July 29: So Emerson and Carlyle walk into Stonehenge


It is important to enjoy the obvious.

Although I'm actually not that interested in Stone'enge -- it's cool and all, but it doesn't have the hold on me that it does on, say, Nigel Tufnel. What does have a hold on me is what you could do there that you could never, never do now:
We walked round the stones, and clambered over them, to wont ourselves with their strange aspect and groupings, and found a nook sheltered from the wind among them, where C. lighted his cigar.
Clambered over them. Is the visitor allowed to clamber now, much less light up a smoke? I've never been; maybe you are allowed to get a good Druidical clamber.
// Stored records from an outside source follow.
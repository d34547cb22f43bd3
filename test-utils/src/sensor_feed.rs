// Stand-ins for the hardware layer: they keep a SensorStateStore updated
// the way real sensor callbacks would.

use rand::rngs::StdRng;
use rand::SeedableRng;
use std::sync::Arc;
use std::time::Duration;
use tokio::task::JoinHandle;
use tokio_util::sync::CancellationToken;

use common::{SensorEvent, SensorStateStore};

use crate::csv_loader::TimedSensorEvent;
use crate::gaussian::GaussianNoise;

const GRAVITY: f32 = 9.81;

/// Generates plausible readings for a wearer at rest: a steady heart rate,
/// identity orientation and gravity on the z axis, all with Gaussian noise.
pub struct SyntheticFeed {
    rng: StdRng,
    noise: Option<GaussianNoise>,
    resting_bpm: f32,
}

impl SyntheticFeed {
    pub fn new(resting_bpm: f32, noise: Option<GaussianNoise>, seed: u64) -> Self {
        Self {
            rng: StdRng::seed_from_u64(seed),
            noise,
            resting_bpm,
        }
    }

    /// Feed without noise, handy when exact values are asserted.
    pub fn constant(resting_bpm: f32) -> Self {
        Self::new(resting_bpm, None, 0)
    }

    fn perturb(&mut self, data: &[f32]) -> Vec<f32> {
        match &self.noise {
            Some(noise) => noise.add_noise_vec(&mut self.rng, data),
            None => data.to_vec(),
        }
    }

    /// One event per channel.
    pub fn next_events(&mut self) -> Vec<SensorEvent> {
        let bpm = self.perturb(&[self.resting_bpm]);
        let rotation = self.perturb(&[0.0, 0.0, 0.0]);
        let acceleration = self.perturb(&[0.0, 0.0, GRAVITY]);
        let angular_velocity = self.perturb(&[0.0, 0.0, 0.0]);

        vec![
            SensorEvent::heart_rate(bpm[0]),
            SensorEvent::rotation(rotation[0], rotation[1], rotation[2], 1.0),
            SensorEvent::accelerometer(acceleration[0], acceleration[1], acceleration[2]),
            SensorEvent::gyroscope(angular_velocity[0], angular_velocity[1], angular_velocity[2]),
        ]
    }
}

/// Applies a fresh batch of synthetic events every `period` until cancelled.
///
/// The task returns the number of events applied.
pub fn spawn_synthetic_feed(
    sensors: Arc<SensorStateStore>,
    mut feed: SyntheticFeed,
    period: Duration,
    cancel: CancellationToken,
) -> JoinHandle<usize> {
    tokio::spawn(async move {
        let mut ticker = tokio::time::interval(period);
        let mut applied = 0;
        loop {
            tokio::select! {
                _ = cancel.cancelled() => break,
                _ = ticker.tick() => {
                    for event in feed.next_events() {
                        if sensors.apply(&event) {
                            applied += 1;
                        }
                    }
                }
            }
        }
        log::debug!("Synthetic feed applied {} events", applied);
        applied
    })
}

/// Replays a recorded trace against the store, honouring its relative timestamps.
///
/// Events that the store rejects are skipped with a warning. The task returns
/// the number of events applied.
pub fn spawn_replay(
    sensors: Arc<SensorStateStore>,
    events: Vec<TimedSensorEvent>,
    cancel: CancellationToken,
) -> JoinHandle<usize> {
    tokio::spawn(async move {
        let started_at = tokio::time::Instant::now();
        let mut applied = 0;
        for timed in events {
            let due = started_at + Duration::from_millis(timed.t_ms);
            tokio::select! {
                _ = cancel.cancelled() => break,
                _ = tokio::time::sleep_until(due) => {
                    if sensors.apply(&timed.event) {
                        applied += 1;
                    } else {
                        log::warn!("Skipping malformed {} event at {} ms", timed.event.kind, timed.t_ms);
                    }
                }
            }
        }
        applied
    })
}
So, even though this piece of Emerson is from English Traits, what's more germane is (and perhaps of course) Emerson on America. First of all, he gets all Thoreauvian:
My friends asked whether there were any Americans?—any with an American idea,—any theory of the right future of that country? Thus challenged, I bethought myself neither of caucuses nor congress, neither of presidents nor of cabinet-ministers, nor of such as would make of America another Europe. I thought only of the simplest and purest minds; I said, “Certainly yes;—but those who hold it are fanatics of a dream which I should hardly care to relate to your English ears, to which it might be only ridiculous,—and yet it is the only true.”

So I opened the dogma of no-government and non-resistance, and anticipated the objections and the fun, and procured a kind of hearing for it. I said, it is true that I have never seen in any country a man of sufficient valor to stand for this truth, and yet it is plain to me that no less valor than this can command my respect. I can easily see the bankruptcy of the vulgar musketworship,—though great men be musket-worshippers;—and ’tis certain, as God liveth, the gun that does not need another gun, the law of love and justice alone, can effect a clean revolution.
Well, the revolution will not be essayed; five years later the Civil War started, and there was plenty of musketworship to be had, and ever after; though the valor of the peacenik is still with us too -- one can only imagine that the damage might have been worse without these dissenters.

Then there's this:
...my friends asked many questions respecting American landscape, forests, houses,—my house, for example. It is not easy to answer these queries well. There I thought, in America, lies nature sleeping, overgrowing, almost conscious, too much by half for man in the picture, and so giving a certain tristesse, like the rank vegetation of swamps and forests seen at night, steeped in dews and rains, which it loves; and on it man seems not able to make much impression.
Too much nature for man gives way to tristesse? I think the tristesse is all the other way these days:


Hey, it's our own Stonehenge! Only in our case it's a burial ground of equity.